What to produce -
Find the line in the entries below that contains "and then each". Repeat it exactly, and every line after it through the line that contains "for dir in start.ancestors()".

Dataset entries
· · · ·

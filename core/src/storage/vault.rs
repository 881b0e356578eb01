use std::path::{Path, PathBuf};
use std::sync::{Arc, PoisonError, RwLock};

use async_trait::async_trait;
use tokio::fs;
use tracing::{debug, instrument, warn};
use uuid::Uuid;

use crate::event::{DocumentChanged, StoreEvents};
use crate::settings::SequencerSettings;
use crate::storage::metadata::{read_vault_config, write_vault_config, VaultConfig};
use crate::storage::{
    DocumentIndex, DocumentRef, DocumentStore, Error, Result, INTERNAL_DIR_NAME, NOTE_EXTENSION,
    VAULT_CONFIG_FILENAME,
};

/// A directory of markdown notes with a `.sequencer` configuration directory.
#[derive(Debug)]
pub struct Vault {
    // Canonical path to the vault root
    absolute_path: PathBuf,
    internal_dir: PathBuf,
    config: RwLock<VaultConfig>,
    pub on: StoreEvents,
}

impl Vault {
    /// Returns the root path of the vault.
    pub fn path(&self) -> &Path {
        &self.absolute_path
    }

    pub fn id(&self) -> Uuid {
        self.config.read().unwrap_or_else(PoisonError::into_inner).id
    }

    /// The settings as last loaded or saved.
    pub fn settings(&self) -> SequencerSettings {
        self.config.read().unwrap_or_else(PoisonError::into_inner).settings
    }

    /// Persists `settings` to the vault config.
    #[instrument(skip(self), fields(vault = %self.absolute_path.display()))]
    pub async fn save_settings(&self, settings: SequencerSettings) -> Result<()> {
        let mut config = self.config.read().unwrap_or_else(PoisonError::into_inner).clone();
        config.settings = settings;

        write_vault_config(&self.config_path(), &config).await?;
        *self.config.write().unwrap_or_else(PoisonError::into_inner) = config;
        Ok(())
    }

    fn config_path(&self) -> PathBuf {
        self.internal_dir.join(VAULT_CONFIG_FILENAME)
    }

    /// Opens an existing vault.
    ///
    /// Checks that the directory exists, contains the `.sequencer`
    /// subdirectory, and that its config file is readable.
    pub async fn open(path: impl AsRef<Path>) -> Result<Arc<Vault>> {
        let path = path.as_ref();
        debug!("Attempting to open vault at {}", path.display());

        let meta = fs::metadata(path).await.map_err(|e| {
            if e.kind() == std::io::ErrorKind::NotFound {
                Error::DirectoryNotFound(path.to_path_buf())
            } else {
                Error::Io(e)
            }
        })?;
        if !meta.is_dir() {
            return Err(Error::NotADirectory(path.to_path_buf()));
        }

        let absolute_path = fs::canonicalize(path).await.map_err(Error::Io)?;
        Vault::open_internal(absolute_path).await
    }

    #[instrument(skip(absolute_path), fields(absolute_path = %absolute_path.display()))]
    async fn open_internal(absolute_path: PathBuf) -> Result<Arc<Vault>> {
        let internal_dir = absolute_path.join(INTERNAL_DIR_NAME);
        let internal_meta = fs::metadata(&internal_dir).await.map_err(|e| {
            if e.kind() == std::io::ErrorKind::NotFound {
                Error::NotAVault(absolute_path.clone())
            } else {
                Error::Io(e)
            }
        })?;
        if !internal_meta.is_dir() {
            return Err(Error::NotAVault(absolute_path));
        }

        let config = read_vault_config(&internal_dir.join(VAULT_CONFIG_FILENAME)).await?;

        debug!("Vault opened successfully");
        Ok(Arc::new(Vault {
            absolute_path,
            internal_dir,
            config: RwLock::new(config),
            on: StoreEvents::new(),
        }))
    }

    /// Creates a vault at `path`.
    ///
    /// - If the path does not exist, creates it.
    /// - Existing notes in the directory are kept; they become the vault's notes.
    /// - Fails if the path is a file or already has a `.sequencer` entry.
    #[instrument(skip(path), fields(path = %path.as_ref().display()))]
    pub async fn create(path: impl AsRef<Path>) -> Result<Arc<Vault>> {
        let path = path.as_ref();
        let internal_dir = path.join(INTERNAL_DIR_NAME);

        match fs::metadata(path).await {
            Ok(meta) => {
                if !meta.is_dir() {
                    debug!("Vault creation failed: path exists and is a file");
                    return Err(Error::PathIsFile(path.to_path_buf()));
                }
                if fs::metadata(&internal_dir).await.is_ok() {
                    debug!("Vault creation failed: '.sequencer' already exists");
                    return Err(Error::VaultCreationConflict(path.to_path_buf()));
                }
            }
            Err(e) if e.kind() == std::io::ErrorKind::NotFound => {
                debug!("Path does not exist. Creating vault directory.");
                fs::create_dir_all(path).await.map_err(Error::Io)?;
            }
            Err(e) => return Err(Error::Io(e)),
        }

        fs::create_dir(&internal_dir).await.map_err(Error::Io)?;
        let config = VaultConfig::new();
        write_vault_config(&internal_dir.join(VAULT_CONFIG_FILENAME), &config).await?;

        let absolute_path = fs::canonicalize(path).await.map_err(Error::Io)?;
        debug!("Vault created at {}", absolute_path.display());

        Ok(Arc::new(Vault {
            internal_dir: absolute_path.join(INTERNAL_DIR_NAME),
            absolute_path,
            config: RwLock::new(config),
            on: StoreEvents::new(),
        }))
    }

    /// Opens the vault containing `start`, looking in `start` and then each
    /// of its parents.
    pub async fn discover(start: impl AsRef<Path>) -> Result<Arc<Vault>> {
        let start = fs::canonicalize(start.as_ref()).await.map_err(|e| {
            if e.kind() == std::io::ErrorKind::NotFound {
                Error::DirectoryNotFound(start.as_ref().to_path_buf())
            } else {
                Error::Io(e)
            }
        })?;

        for dir in start.ancestors() {
            let is_vault = fs::metadata(dir.join(INTERNAL_DIR_NAME))
                .await
                .map(|meta| meta.is_dir())
                .unwrap_or(false);
            if is_vault {
                return Vault::open_internal(dir.to_path_buf()).await;
            }
            debug!("No vault at {}", dir.display());
        }

        Err(Error::NotAVault(start))
    }

    /// Returns the document at `path`, which may be absolute or relative to
    /// the current directory. The file must exist inside the vault.
    pub async fn document(&self, path: &Path) -> Result<DocumentRef> {
        let abs_path = fs::canonicalize(path).await.map_err(|e| {
            if e.kind() == std::io::ErrorKind::NotFound {
                Error::DocumentNotFound(path.display().to_string())
            } else {
                Error::Io(e)
            }
        })?;

        let relative = abs_path
            .strip_prefix(&self.absolute_path)
            .map_err(|_| Error::PathOutsideVault(path.to_path_buf()))?;
        // Hidden entries (`.sequencer` included) are never listed, so never edited either
        let hidden = relative
            .components()
            .any(|c| c.as_os_str().to_string_lossy().starts_with('.'));
        if hidden || !fs::metadata(&abs_path).await.map_err(Error::Io)?.is_file() {
            return Err(Error::InvalidDocumentPath(path.display().to_string()));
        }

        let document = DocumentRef::from_relative(relative)?;
        if !document.is_note() {
            return Err(Error::InvalidDocumentPath(path.display().to_string()));
        }
        Ok(document)
    }

    /// Creates an empty note named `name` (`.md` is appended when missing).
    #[instrument(skip(self))]
    pub async fn create_document(&self, name: &str) -> Result<DocumentRef> {
        let suffix = format!(".{}", NOTE_EXTENSION);
        let document = if name.ends_with(&suffix) {
            DocumentRef::new(name)?
        } else {
            DocumentRef::new(format!("{}{}", name, suffix))?
        };
        if document.path().starts_with(INTERNAL_DIR_NAME) {
            return Err(Error::InvalidDocumentPath(name.to_string()));
        }

        let path = document.to_path(&self.absolute_path);
        if let Some(parent) = path.parent() {
            fs::create_dir_all(parent).await.map_err(Error::Io)?;
        }

        fs::OpenOptions::new()
            .write(true)
            .create_new(true)
            .open(&path)
            .await
            .map_err(|e| {
                if e.kind() == std::io::ErrorKind::AlreadyExists {
                    Error::DocumentExists(document.to_string())
                } else {
                    Error::Io(e)
                }
            })?;

        debug!("Created document {}", document);
        Ok(document)
    }
}

#[async_trait]
impl DocumentStore for Vault {
    #[instrument(skip(self), fields(document = %document))]
    async fn read(&self, document: &DocumentRef) -> Result<String> {
        fs::read_to_string(document.to_path(&self.absolute_path))
            .await
            .map_err(|e| {
                if e.kind() == std::io::ErrorKind::NotFound {
                    Error::DocumentNotFound(document.to_string())
                } else {
                    Error::Io(e)
                }
            })
    }

    #[instrument(skip(self, content), fields(document = %document, bytes = content.len()))]
    async fn write(&self, document: &DocumentRef, content: &str) -> Result<()> {
        let target = document.to_path(&self.absolute_path);
        let parent = target
            .parent()
            .ok_or_else(|| Error::InvalidDocumentPath(document.to_string()))?;

        // The rename would succeed on a read-only note, so check it up front
        let permissions = match fs::metadata(&target).await {
            Ok(meta) if meta.permissions().readonly() => {
                return Err(Error::Io(std::io::Error::new(
                    std::io::ErrorKind::PermissionDenied,
                    format!("{} is read-only", target.display()),
                )));
            }
            Ok(meta) => Some(meta.permissions()),
            Err(e) if e.kind() == std::io::ErrorKind::NotFound => None,
            Err(e) => return Err(Error::Io(e)),
        };

        // Hidden temp sibling, renamed over the target in one step
        let temp = parent.join(format!(".{}.{}.tmp", document.file_name(), Uuid::new_v4().simple()));
        fs::write(&temp, content).await.map_err(Error::Io)?;
        let replaced = async {
            if let Some(permissions) = permissions {
                fs::set_permissions(&temp, permissions).await?;
            }
            fs::rename(&temp, &target).await
        }
        .await;
        if let Err(e) = replaced {
            warn!("Failed to replace {}: {}", target.display(), e);
            if let Err(cleanup) = fs::remove_file(&temp).await {
                warn!("Failed to remove temp file {}: {}", temp.display(), cleanup);
            }
            return Err(Error::Io(e));
        }

        debug!("Document written");
        self.on.document_changed.dispatch(&DocumentChanged {
            document: document.clone(),
            content: content.to_string(),
        });
        Ok(())
    }
}

#[async_trait]
impl DocumentIndex for Vault {
    /// Lists every `.md` note below the root, skipping hidden entries
    /// (including `.sequencer`).
    async fn list_documents(&self) -> Result<Vec<DocumentRef>> {
        let mut pending = vec![self.absolute_path.clone()];
        let mut documents = Vec::new();

        while let Some(dir) = pending.pop() {
            let mut entries = fs::read_dir(&dir).await.map_err(Error::Io)?;
            while let Some(entry) = entries.next_entry().await.map_err(Error::Io)? {
                let name = entry.file_name();
                let Some(name) = name.to_str() else {
                    warn!("Skipping non UTF-8 path: {}", entry.path().display());
                    continue;
                };
                if name.starts_with('.') {
                    continue;
                }

                let file_type = entry.file_type().await.map_err(Error::Io)?;
                if file_type.is_dir() {
                    pending.push(entry.path());
                } else if file_type.is_file() {
                    let path = entry.path();
                    let relative = path
                        .strip_prefix(&self.absolute_path)
                        .map_err(|_| Error::PathOutsideVault(path.clone()))?;
                    let document = DocumentRef::from_relative(relative)?;
                    if document.is_note() {
                        documents.push(document);
                    }
                }
            }
        }

        documents.sort();
        Ok(documents)
    }
}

· · · ·

Final answer -
    /// Opens the vault containing `start`, looking in `start` and then each
    /// of its parents.
    pub async fn discover(start: impl AsRef<Path>) -> Result<Arc<Vault>> {
        let start = fs::canonicalize(start.as_ref()).await.map_err(|e| {
            if e.kind() == std::io::ErrorKind::NotFound {
                Error::DirectoryNotFound(start.as_ref().to_path_buf())
            } else {
                Error::Io(e)
            }
        })?;

        for dir in start.ancestors() {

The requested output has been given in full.